#### [EXERCISE]
What lines in the data below mention the string "under"? Copy them out.

#### [INPUT DATA]
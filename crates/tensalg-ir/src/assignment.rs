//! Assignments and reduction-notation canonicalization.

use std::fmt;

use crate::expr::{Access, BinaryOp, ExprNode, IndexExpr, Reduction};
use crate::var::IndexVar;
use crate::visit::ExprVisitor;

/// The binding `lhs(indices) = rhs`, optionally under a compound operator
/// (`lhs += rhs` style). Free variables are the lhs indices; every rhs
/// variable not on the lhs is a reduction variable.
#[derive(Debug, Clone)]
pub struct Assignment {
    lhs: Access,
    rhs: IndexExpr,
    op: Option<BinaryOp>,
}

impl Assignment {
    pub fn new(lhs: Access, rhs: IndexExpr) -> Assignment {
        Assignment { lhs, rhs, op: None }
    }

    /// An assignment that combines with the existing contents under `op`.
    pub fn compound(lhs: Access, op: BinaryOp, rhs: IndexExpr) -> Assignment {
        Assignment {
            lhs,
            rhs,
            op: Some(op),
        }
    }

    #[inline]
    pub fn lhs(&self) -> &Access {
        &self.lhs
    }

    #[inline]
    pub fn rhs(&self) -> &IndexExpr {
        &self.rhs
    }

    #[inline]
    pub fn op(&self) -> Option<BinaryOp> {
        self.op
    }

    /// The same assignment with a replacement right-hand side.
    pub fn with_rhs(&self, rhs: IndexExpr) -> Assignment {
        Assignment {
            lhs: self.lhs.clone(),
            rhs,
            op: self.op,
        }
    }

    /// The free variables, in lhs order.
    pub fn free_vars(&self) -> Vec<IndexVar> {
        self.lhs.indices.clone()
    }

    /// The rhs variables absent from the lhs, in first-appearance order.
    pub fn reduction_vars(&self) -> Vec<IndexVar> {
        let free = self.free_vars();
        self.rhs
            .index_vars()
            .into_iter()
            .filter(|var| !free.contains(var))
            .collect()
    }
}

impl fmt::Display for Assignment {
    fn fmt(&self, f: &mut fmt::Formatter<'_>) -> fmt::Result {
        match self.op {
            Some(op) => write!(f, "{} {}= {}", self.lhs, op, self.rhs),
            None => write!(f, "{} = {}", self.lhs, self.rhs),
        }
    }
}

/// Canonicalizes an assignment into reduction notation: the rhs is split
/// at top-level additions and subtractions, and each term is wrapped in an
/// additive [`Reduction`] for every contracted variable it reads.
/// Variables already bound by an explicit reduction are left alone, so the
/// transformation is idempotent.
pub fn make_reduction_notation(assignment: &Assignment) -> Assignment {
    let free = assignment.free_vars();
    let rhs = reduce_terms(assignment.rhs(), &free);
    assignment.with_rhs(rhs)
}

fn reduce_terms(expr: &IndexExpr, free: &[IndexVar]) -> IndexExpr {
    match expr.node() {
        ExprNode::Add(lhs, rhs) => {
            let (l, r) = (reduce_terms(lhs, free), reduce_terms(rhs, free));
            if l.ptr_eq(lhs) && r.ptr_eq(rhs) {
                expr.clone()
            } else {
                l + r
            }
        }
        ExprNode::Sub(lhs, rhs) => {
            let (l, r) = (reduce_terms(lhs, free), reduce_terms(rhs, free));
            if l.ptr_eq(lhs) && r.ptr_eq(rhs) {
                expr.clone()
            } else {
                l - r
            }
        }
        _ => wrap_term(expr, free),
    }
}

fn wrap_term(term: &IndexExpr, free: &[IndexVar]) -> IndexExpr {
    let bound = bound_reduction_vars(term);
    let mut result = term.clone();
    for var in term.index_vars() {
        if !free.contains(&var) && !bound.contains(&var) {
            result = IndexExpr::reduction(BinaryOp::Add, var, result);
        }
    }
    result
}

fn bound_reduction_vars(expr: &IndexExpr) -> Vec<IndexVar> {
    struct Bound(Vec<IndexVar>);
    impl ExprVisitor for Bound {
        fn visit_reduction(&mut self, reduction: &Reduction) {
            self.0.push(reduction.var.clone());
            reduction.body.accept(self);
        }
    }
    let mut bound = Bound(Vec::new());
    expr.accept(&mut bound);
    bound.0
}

#### [EXPECTED OUTPUT]
/// The binding `lhs(indices) = rhs`, optionally under a compound operator
    /// An assignment that combines with the existing contents under `op`.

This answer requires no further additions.